• Work task: Repeat each line of the material exactly.
----- Source data -----
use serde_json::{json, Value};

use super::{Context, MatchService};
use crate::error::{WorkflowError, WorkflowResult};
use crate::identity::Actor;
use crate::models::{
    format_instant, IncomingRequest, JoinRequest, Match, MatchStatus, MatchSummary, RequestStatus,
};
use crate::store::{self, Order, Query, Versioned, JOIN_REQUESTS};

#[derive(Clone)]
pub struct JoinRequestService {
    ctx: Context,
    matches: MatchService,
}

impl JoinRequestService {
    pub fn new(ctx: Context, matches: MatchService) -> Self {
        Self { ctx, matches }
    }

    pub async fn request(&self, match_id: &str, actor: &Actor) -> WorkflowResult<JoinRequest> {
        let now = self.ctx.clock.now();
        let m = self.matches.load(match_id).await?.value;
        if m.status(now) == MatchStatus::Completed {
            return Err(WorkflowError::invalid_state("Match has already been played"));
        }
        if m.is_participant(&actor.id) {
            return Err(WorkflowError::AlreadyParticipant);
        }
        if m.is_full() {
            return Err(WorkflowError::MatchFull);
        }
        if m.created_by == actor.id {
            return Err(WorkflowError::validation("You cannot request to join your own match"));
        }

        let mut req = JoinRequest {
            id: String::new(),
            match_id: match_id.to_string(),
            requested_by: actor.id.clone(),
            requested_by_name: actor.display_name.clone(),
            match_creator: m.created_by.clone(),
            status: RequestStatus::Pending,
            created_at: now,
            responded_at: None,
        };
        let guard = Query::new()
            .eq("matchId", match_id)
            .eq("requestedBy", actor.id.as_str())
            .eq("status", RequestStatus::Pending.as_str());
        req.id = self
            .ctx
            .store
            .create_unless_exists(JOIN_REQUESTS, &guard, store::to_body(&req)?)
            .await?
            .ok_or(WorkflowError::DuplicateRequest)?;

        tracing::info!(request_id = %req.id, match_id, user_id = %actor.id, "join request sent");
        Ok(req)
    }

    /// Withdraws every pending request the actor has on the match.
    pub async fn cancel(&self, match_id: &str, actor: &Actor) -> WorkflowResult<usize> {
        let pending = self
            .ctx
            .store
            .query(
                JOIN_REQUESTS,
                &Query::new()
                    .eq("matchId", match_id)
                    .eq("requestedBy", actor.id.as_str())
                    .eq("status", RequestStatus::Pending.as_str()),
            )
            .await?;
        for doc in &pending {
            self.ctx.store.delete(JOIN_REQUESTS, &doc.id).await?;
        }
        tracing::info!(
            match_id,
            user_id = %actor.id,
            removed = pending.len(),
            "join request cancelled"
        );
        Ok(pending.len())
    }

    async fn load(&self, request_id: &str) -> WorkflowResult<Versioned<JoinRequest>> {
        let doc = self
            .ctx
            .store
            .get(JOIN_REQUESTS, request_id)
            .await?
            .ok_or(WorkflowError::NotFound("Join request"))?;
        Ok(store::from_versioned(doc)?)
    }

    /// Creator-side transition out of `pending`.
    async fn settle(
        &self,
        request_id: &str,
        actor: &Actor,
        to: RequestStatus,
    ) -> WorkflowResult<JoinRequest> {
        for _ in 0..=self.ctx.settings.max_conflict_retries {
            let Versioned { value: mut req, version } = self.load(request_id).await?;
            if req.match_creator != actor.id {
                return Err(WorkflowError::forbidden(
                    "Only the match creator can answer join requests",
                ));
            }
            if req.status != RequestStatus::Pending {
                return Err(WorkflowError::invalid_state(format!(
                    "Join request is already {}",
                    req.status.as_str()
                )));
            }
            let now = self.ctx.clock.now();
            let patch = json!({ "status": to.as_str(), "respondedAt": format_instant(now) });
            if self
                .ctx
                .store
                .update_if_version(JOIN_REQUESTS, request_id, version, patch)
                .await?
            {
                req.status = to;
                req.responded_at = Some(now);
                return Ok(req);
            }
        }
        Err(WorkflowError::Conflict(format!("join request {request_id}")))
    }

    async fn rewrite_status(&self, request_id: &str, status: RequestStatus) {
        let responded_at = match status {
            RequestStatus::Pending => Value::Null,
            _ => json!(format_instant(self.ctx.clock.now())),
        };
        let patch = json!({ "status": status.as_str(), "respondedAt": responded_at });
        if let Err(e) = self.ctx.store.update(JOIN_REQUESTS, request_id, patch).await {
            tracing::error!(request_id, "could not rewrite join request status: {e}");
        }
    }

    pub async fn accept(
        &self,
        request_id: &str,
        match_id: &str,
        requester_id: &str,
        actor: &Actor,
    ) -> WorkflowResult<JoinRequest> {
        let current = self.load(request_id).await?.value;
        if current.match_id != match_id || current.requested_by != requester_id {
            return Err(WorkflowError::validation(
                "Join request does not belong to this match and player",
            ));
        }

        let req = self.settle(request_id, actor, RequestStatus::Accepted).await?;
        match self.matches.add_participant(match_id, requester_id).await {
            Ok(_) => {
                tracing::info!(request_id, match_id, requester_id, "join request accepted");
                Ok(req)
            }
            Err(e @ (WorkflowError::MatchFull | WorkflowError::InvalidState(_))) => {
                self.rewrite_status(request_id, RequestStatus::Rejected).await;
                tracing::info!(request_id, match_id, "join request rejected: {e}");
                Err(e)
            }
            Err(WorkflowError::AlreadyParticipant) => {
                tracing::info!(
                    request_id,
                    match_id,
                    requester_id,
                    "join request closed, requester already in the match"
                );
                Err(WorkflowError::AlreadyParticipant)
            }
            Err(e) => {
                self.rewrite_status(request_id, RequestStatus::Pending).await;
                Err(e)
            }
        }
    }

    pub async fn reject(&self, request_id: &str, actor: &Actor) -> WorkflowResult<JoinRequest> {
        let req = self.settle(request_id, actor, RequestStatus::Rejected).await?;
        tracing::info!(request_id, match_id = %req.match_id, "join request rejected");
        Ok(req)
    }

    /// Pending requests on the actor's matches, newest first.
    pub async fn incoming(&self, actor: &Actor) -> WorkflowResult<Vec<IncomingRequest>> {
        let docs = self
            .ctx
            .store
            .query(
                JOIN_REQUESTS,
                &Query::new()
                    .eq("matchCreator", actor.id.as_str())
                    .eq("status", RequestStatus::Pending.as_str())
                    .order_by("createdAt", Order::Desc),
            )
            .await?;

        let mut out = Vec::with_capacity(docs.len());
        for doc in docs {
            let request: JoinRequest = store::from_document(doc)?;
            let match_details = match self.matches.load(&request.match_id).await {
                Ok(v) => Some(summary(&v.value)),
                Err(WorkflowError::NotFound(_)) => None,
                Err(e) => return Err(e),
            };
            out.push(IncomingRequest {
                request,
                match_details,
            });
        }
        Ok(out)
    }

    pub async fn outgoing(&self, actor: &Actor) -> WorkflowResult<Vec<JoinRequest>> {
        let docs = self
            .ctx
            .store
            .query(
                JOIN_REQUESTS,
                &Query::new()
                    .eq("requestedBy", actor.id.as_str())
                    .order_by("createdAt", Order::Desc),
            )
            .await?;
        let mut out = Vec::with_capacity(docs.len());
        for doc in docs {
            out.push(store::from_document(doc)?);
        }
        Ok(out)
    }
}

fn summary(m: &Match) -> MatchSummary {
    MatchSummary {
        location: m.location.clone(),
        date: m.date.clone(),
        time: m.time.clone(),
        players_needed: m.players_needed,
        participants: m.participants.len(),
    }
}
-----
• Completed exercise:
use serde_json::{json, Value};

use super::{Context, MatchService};
use crate::error::{WorkflowError, WorkflowResult};
use crate::identity::Actor;
use crate::models::{
    format_instant, IncomingRequest, JoinRequest, Match, MatchStatus, MatchSummary, RequestStatus,
};
use crate::store::{self, Order, Query, Versioned, JOIN_REQUESTS};

#[derive(Clone)]
pub struct JoinRequestService {
    ctx: Context,
    matches: MatchService,
}

impl JoinRequestService {
    pub fn new(ctx: Context, matches: MatchService) -> Self {
        Self { ctx, matches }
    }

    pub async fn request(&self, match_id: &str, actor: &Actor) -> WorkflowResult<JoinRequest> {
        let now = self.ctx.clock.now();
        let m = self.matches.load(match_id).await?.value;
        if m.status(now) == MatchStatus::Completed {
            return Err(WorkflowError::invalid_state("Match has already been played"));
        }
        if m.is_participant(&actor.id) {
            return Err(WorkflowError::AlreadyParticipant);
        }
        if m.is_full() {
            return Err(WorkflowError::MatchFull);
        }
        if m.created_by == actor.id {
            return Err(WorkflowError::validation("You cannot request to join your own match"));
        }

        let mut req = JoinRequest {
            id: String::new(),
            match_id: match_id.to_string(),
            requested_by: actor.id.clone(),
            requested_by_name: actor.display_name.clone(),
            match_creator: m.created_by.clone(),
            status: RequestStatus::Pending,
            created_at: now,
            responded_at: None,
        };
        let guard = Query::new()
            .eq("matchId", match_id)
            .eq("requestedBy", actor.id.as_str())
            .eq("status", RequestStatus::Pending.as_str());
        req.id = self
            .ctx
            .store
            .create_unless_exists(JOIN_REQUESTS, &guard, store::to_body(&req)?)
            .await?
            .ok_or(WorkflowError::DuplicateRequest)?;

        tracing::info!(request_id = %req.id, match_id, user_id = %actor.id, "join request sent");
        Ok(req)
    }

    /// Withdraws every pending request the actor has on the match.
    pub async fn cancel(&self, match_id: &str, actor: &Actor) -> WorkflowResult<usize> {
        let pending = self
            .ctx
            .store
            .query(
                JOIN_REQUESTS,
                &Query::new()
                    .eq("matchId", match_id)
                    .eq("requestedBy", actor.id.as_str())
                    .eq("status", RequestStatus::Pending.as_str()),
            )
            .await?;
        for doc in &pending {
            self.ctx.store.delete(JOIN_REQUESTS, &doc.id).await?;
        }
        tracing::info!(
            match_id,
            user_id = %actor.id,
            removed = pending.len(),
            "join request cancelled"
        );
        Ok(pending.len())
    }

    async fn load(&self, request_id: &str) -> WorkflowResult<Versioned<JoinRequest>> {
        let doc = self
            .ctx
            .store
            .get(JOIN_REQUESTS, request_id)
            .await?
            .ok_or(WorkflowError::NotFound("Join request"))?;
        Ok(store::from_versioned(doc)?)
    }

    /// Creator-side transition out of `pending`.
    async fn settle(
        &self,
        request_id: &str,
        actor: &Actor,
        to: RequestStatus,
    ) -> WorkflowResult<JoinRequest> {
        for _ in 0..=self.ctx.settings.max_conflict_retries {
            let Versioned { value: mut req, version } = self.load(request_id).await?;
            if req.match_creator != actor.id {
                return Err(WorkflowError::forbidden(
                    "Only the match creator can answer join requests",
                ));
            }
            if req.status != RequestStatus::Pending {
                return Err(WorkflowError::invalid_state(format!(
                    "Join request is already {}",
                    req.status.as_str()
                )));
            }
            let now = self.ctx.clock.now();
            let patch = json!({ "status": to.as_str(), "respondedAt": format_instant(now) });
            if self
                .ctx
                .store
                .update_if_version(JOIN_REQUESTS, request_id, version, patch)
                .await?
            {
                req.status = to;
                req.responded_at = Some(now);
                return Ok(req);
            }
        }
        Err(WorkflowError::Conflict(format!("join request {request_id}")))
    }

    async fn rewrite_status(&self, request_id: &str, status: RequestStatus) {
        let responded_at = match status {
            RequestStatus::Pending => Value::Null,
            _ => json!(format_instant(self.ctx.clock.now())),
        };
        let patch = json!({ "status": status.as_str(), "respondedAt": responded_at });
        if let Err(e) = self.ctx.store.update(JOIN_REQUESTS, request_id, patch).await {
            tracing::error!(request_id, "could not rewrite join request status: {e}");
        }
    }

    pub async fn accept(
        &self,
        request_id: &str,
        match_id: &str,
        requester_id: &str,
        actor: &Actor,
    ) -> WorkflowResult<JoinRequest> {
        let current = self.load(request_id).await?.value;
        if current.match_id != match_id || current.requested_by != requester_id {
            return Err(WorkflowError::validation(
                "Join request does not belong to this match and player",
            ));
        }

        let req = self.settle(request_id, actor, RequestStatus::Accepted).await?;
        match self.matches.add_participant(match_id, requester_id).await {
            Ok(_) => {
                tracing::info!(request_id, match_id, requester_id, "join request accepted");
                Ok(req)
            }
            Err(e @ (WorkflowError::MatchFull | WorkflowError::InvalidState(_))) => {
                self.rewrite_status(request_id, RequestStatus::Rejected).await;
                tracing::info!(request_id, match_id, "join request rejected: {e}");
                Err(e)
            }
            Err(WorkflowError::AlreadyParticipant) => {
                tracing::info!(
                    request_id,
                    match_id,
                    requester_id,
                    "join request closed, requester already in the match"
                );
                Err(WorkflowError::AlreadyParticipant)
            }
            Err(e) => {
                self.rewrite_status(request_id, RequestStatus::Pending).await;
                Err(e)
            }
        }
    }

    pub async fn reject(&self, request_id: &str, actor: &Actor) -> WorkflowResult<JoinRequest> {
        let req = self.settle(request_id, actor, RequestStatus::Rejected).await?;
        tracing::info!(request_id, match_id = %req.match_id, "join request rejected");
        Ok(req)
    }

    /// Pending requests on the actor's matches, newest first.
    pub async fn incoming(&self, actor: &Actor) -> WorkflowResult<Vec<IncomingRequest>> {
        let docs = self
            .ctx
            .store
            .query(
                JOIN_REQUESTS,
                &Query::new()
                    .eq("matchCreator", actor.id.as_str())
                    .eq("status", RequestStatus::Pending.as_str())
                    .order_by("createdAt", Order::Desc),
            )
            .await?;

        let mut out = Vec::with_capacity(docs.len());
        for doc in docs {
            let request: JoinRequest = store::from_document(doc)?;
            let match_details = match self.matches.load(&request.match_id).await {
                Ok(v) => Some(summary(&v.value)),
                Err(WorkflowError::NotFound(_)) => None,
                Err(e) => return Err(e),
            };
            out.push(IncomingRequest {
                request,
                match_details,
            });
        }
        Ok(out)
    }

    pub async fn outgoing(&self, actor: &Actor) -> WorkflowResult<Vec<JoinRequest>> {
        let docs = self
            .ctx
            .store
            .query(
                JOIN_REQUESTS,
                &Query::new()
                    .eq("requestedBy", actor.id.as_str())
                    .order_by("createdAt", Order::Desc),
            )
            .await?;
        let mut out = Vec::with_capacity(docs.len());
        for doc in docs {
            out.push(store::from_document(doc)?);
        }
        Ok(out)
    }
}

fn summary(m: &Match) -> MatchSummary {
    MatchSummary {
        location: m.location.clone(),
        date: m.date.clone(),
        time: m.time.clone(),
        players_needed: m.players_needed,
        participants: m.participants.len(),
    }
}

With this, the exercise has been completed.